IRS Publication 503
A Dependent Care Flexible Spending Account (FSA) reimburses for work-related child and dependent care expenses. IRS Publication 503 is generally used by individual taxpayers in determining their deductible dependent care expense. You can use IRS Publication 503 as a guide for eligible dependent care FSA expenses.
This publication explains a number of rules for these accounts. - Married and unmarried parents – This includes rules for working; looking for work; full-time students; and spouses who are unable to care for themselves.
- Qualifying persons – The care must be for a qualifying person.
- Eligible care providers – This includes a licensed child care facility, an adult day care center and a summer day camp. Publication 503 also tells you who is not an eligible provider.
- Annual reimbursements – This is based on your tax filing, marital status and earned income.
- Tax filing – You must file Form 2441 with your income tax return, even when you are being reimbursed through a FSA.

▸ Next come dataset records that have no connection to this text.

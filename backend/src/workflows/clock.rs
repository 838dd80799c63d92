// Workflow Clock - Time source for scheduling decisions

use chrono::{DateTime, Duration, Utc};
use std::sync::Mutex;

pub trait Clock: Send + Sync {
    fn now(&self) -> DateTime<Utc>;
}

#[derive(Debug, Default, Clone, Copy)]
pub struct SystemClock;

impl Clock for SystemClock {
    fn now(&self) -> DateTime<Utc> {
        Utc::now()
    }
}

/// Clock that only moves when told to
#[derive(Debug)]
pub struct ManualClock {
    current: Mutex<DateTime<Utc>>,
}

impl ManualClock {
    pub fn new(start: DateTime<Utc>) -> Self {
        Self {
            current: Mutex::new(start),
        }
    }

    pub fn set(&self, instant: DateTime<Utc>) {
        *self.current.lock().unwrap_or_else(|e| e.into_inner()) = instant;
    }

    pub fn advance(&self, by: Duration) {
        let mut current = self.current.lock().unwrap_or_else(|e| e.into_inner());
        *current += by;
    }
}

impl Clock for ManualClock {
    fn now(&self) -> DateTime<Utc> {
        *self.current.lock().unwrap_or_else(|e| e.into_inner())
    }
}
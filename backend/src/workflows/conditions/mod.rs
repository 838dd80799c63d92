// Workflow Conditions - Eligibility checks attached to a workflow
//
// Every condition can be compiled into a predicate for the batch selector and
// evaluated directly against a loaded resource; both must agree.

pub mod expression;

use serde_json::Value;
use std::collections::BTreeMap;
use uuid::Uuid;

use steward_shared::ConditionRepresentation;

use self::expression::{Expr, LeafCall};
use super::predicate::{Predicate, Relation};
use crate::error::{WorkflowError, WorkflowResult};
use crate::services::identity::{Resource, UserProvider};

pub const IS_MEMBER_OF: &str = "is-member-of";
pub const HAS_IDENTITY_PROVIDER_LINK: &str = "has-identity-provider-link";
pub const HAS_ROLE: &str = "has-role";
pub const HAS_USER_ATTRIBUTE: &str = "has-user-attribute";
pub const EXPRESSION: &str = "expression";

#[derive(Debug, Clone, PartialEq)]
pub enum Condition {
    /// Direct member of the group at this path
    MemberOf { path: String },
    IdentityProviderLink { alias: String },
    HasRole { role: String },
    /// One of the attribute's values equals `value`
    HasAttribute { key: String, value: String },
    Expression { source: String, tree: Box<Expr<Condition>> },
}

impl Condition {
    pub fn from_representation(rep: &ConditionRepresentation) -> WorkflowResult<Self> {
        Self::from_parts(&rep.condition_type, rep.parameter.as_deref(), &rep.config)
    }

    pub fn from_parts(
        condition_type: &str,
        parameter: Option<&str>,
        config: &BTreeMap<String, Value>,
    ) -> WorkflowResult<Self> {
        if condition_type == EXPRESSION {
            let source = required(condition_type, parameter)?;
            return Self::parse_expression(source);
        }

        if condition_type == HAS_USER_ATTRIBUTE && parameter.is_none() {
            let key = config_string(config, "key")?;
            let value = config_string(config, "value")?;
            return attribute(key, value);
        }

        Self::leaf(condition_type, required(condition_type, parameter)?)
    }

    /// Single condition from its type and parameter. Composite types are not leaves.
    fn leaf(condition_type: &str, parameter: &str) -> WorkflowResult<Self> {
        match condition_type {
            IS_MEMBER_OF => {
                if !parameter.starts_with('/') {
                    return Err(WorkflowError::invalid(format!(
                        "group path '{}' must start with '/'",
                        parameter
                    )));
                }
                Ok(Condition::MemberOf { path: parameter.to_string() })
            }
            HAS_IDENTITY_PROVIDER_LINK => Ok(Condition::IdentityProviderLink {
                alias: parameter.to_string(),
            }),
            HAS_ROLE => Ok(Condition::HasRole { role: parameter.to_string() }),
            HAS_USER_ATTRIBUTE => {
                let (key, value) = parameter.split_once(':').ok_or_else(|| {
                    WorkflowError::invalid(format!(
                        "attribute condition '{}' must have the form key:value",
                        parameter
                    ))
                })?;
                attribute(key.trim().to_string(), value.trim().to_string())
            }
            EXPRESSION => Err(WorkflowError::invalid("expressions cannot be nested")),
            other => Err(WorkflowError::invalid(format!("unknown condition type '{}'", other))),
        }
    }

    fn parse_expression(source: &str) -> WorkflowResult<Self> {
        let parsed = expression::parse(source)
            .map_err(|e| WorkflowError::invalid(format!("invalid expression '{}': {}", source, e)))?;

        let tree = parsed.try_map(&mut |call: &LeafCall| {
            if call.argument.is_empty() {
                return Err(WorkflowError::invalid(format!(
                    "condition '{}' at position {} has no argument",
                    call.name, call.position
                )));
            }
            Self::leaf(&call.name, &call.argument)
        })?;

        Ok(Condition::Expression {
            source: source.trim().to_string(),
            tree: Box::new(tree),
        })
    }

    pub fn type_id(&self) -> &'static str {
        match self {
            Condition::MemberOf { .. } => IS_MEMBER_OF,
            Condition::IdentityProviderLink { .. } => HAS_IDENTITY_PROVIDER_LINK,
            Condition::HasRole { .. } => HAS_ROLE,
            Condition::HasAttribute { .. } => HAS_USER_ATTRIBUTE,
            Condition::Expression { .. } => EXPRESSION,
        }
    }

    pub fn parameter(&self) -> String {
        match self {
            Condition::MemberOf { path } => path.clone(),
            Condition::IdentityProviderLink { alias } => alias.clone(),
            Condition::HasRole { role } => role.clone(),
            Condition::HasAttribute { key, value } => format!("{}:{}", key, value),
            Condition::Expression { source, .. } => source.clone(),
        }
    }

    pub fn to_representation(&self) -> ConditionRepresentation {
        ConditionRepresentation {
            condition_type: self.type_id().to_string(),
            parameter: Some(self.parameter()),
            config: BTreeMap::new(),
        }
    }

    /// Checks that referenced groups, roles and providers exist in the realm.
    /// A failure here is a configuration error, not a non-match.
    pub async fn validate(&self, realm_id: Uuid, users: &dyn UserProvider) -> WorkflowResult<()> {
        match self {
            Condition::Expression { tree, .. } => {
                for leaf in tree.leaves() {
                    leaf.validate_leaf(realm_id, users).await?;
                }
                Ok(())
            }
            other => other.validate_leaf(realm_id, users).await,
        }
    }

    async fn validate_leaf(&self, realm_id: Uuid, users: &dyn UserProvider) -> WorkflowResult<()> {
        let (exists, what) = match self {
            Condition::MemberOf { path } => (users.group_exists(realm_id, path).await?, format!("group '{}'", path)),
            Condition::HasRole { role } => (users.role_exists(realm_id, role).await?, format!("role '{}'", role)),
            Condition::IdentityProviderLink { alias } => (
                users.identity_provider_exists(realm_id, alias).await?,
                format!("identity provider '{}'", alias),
            ),
            Condition::HasAttribute { .. } => return Ok(()),
            Condition::Expression { .. } => {
                return Err(WorkflowError::invalid("expressions cannot be nested"));
            }
        };

        if exists {
            Ok(())
        } else {
            Err(WorkflowError::invalid(format!("{} does not exist in realm {}", what, realm_id)))
        }
    }

    pub fn to_predicate(&self) -> Predicate {
        match self {
            Condition::MemberOf { path } => Predicate::exists(Relation::GroupMembership { path: path.clone() }),
            Condition::IdentityProviderLink { alias } => {
                Predicate::exists(Relation::IdentityProvider { alias: alias.clone() })
            }
            Condition::HasRole { role } => Predicate::exists(Relation::Role { name: role.clone() }),
            Condition::HasAttribute { key, value } => Predicate::exists(Relation::Attribute {
                name: key.clone(),
                value: value.clone(),
            }),
            Condition::Expression { tree, .. } => tree.to_predicate(&|leaf: &Condition| leaf.to_predicate()),
        }
    }

    pub fn evaluate(&self, resource: &Resource) -> bool {
        match self {
            Condition::Expression { tree, .. } => tree.evaluate(&|leaf: &Condition| leaf.evaluate(resource)),
            leaf => leaf.to_predicate().matches(resource, &|_| false),
        }
    }
}

fn attribute(key: String, value: String) -> WorkflowResult<Condition> {
    if key.is_empty() {
        return Err(WorkflowError::invalid("attribute condition requires a key"));
    }
    Ok(Condition::HasAttribute { key, value })
}

fn required<'a>(condition_type: &str, parameter: Option<&'a str>) -> WorkflowResult<&'a str> {
    match parameter.map(str::trim) {
        Some(p) if !p.is_empty() => Ok(p),
        _ => Err(WorkflowError::invalid(format!(
            "condition '{}' requires a parameter",
            condition_type
        ))),
    }
}

fn config_string(config: &BTreeMap<String, Value>, key: &str) -> WorkflowResult<String> {
    match config.get(key) {
        Some(Value::String(s)) => Ok(s.trim().to_string()),
        Some(Value::Number(n)) => Ok(n.to_string()),
        Some(Value::Bool(b)) => Ok(b.to_string()),
        _ => Err(WorkflowError::invalid(format!(
            "attribute condition requires a '{}' entry",
            key
        ))),
    }
}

IRS publication 503 explains the Child and Dependent Care tax credit. The rules for the Dependent Care FSA are based on this tax credit. Note: You can't receive reimbursement and take the tax credit for the same expense.
For your dependent care FSA, you have to incur the expense during the time that you have coverage under the FSA. An expense is incurred at the time the dependent care is provided. This is not when you're billed, or pay, for the care. (The tax credit allows for expenses paid, not just incurred, during the year.)
Note: All spending accounts have limitations and may have certain exclusions, please refer to your employer's plan documents for specific information about your plan.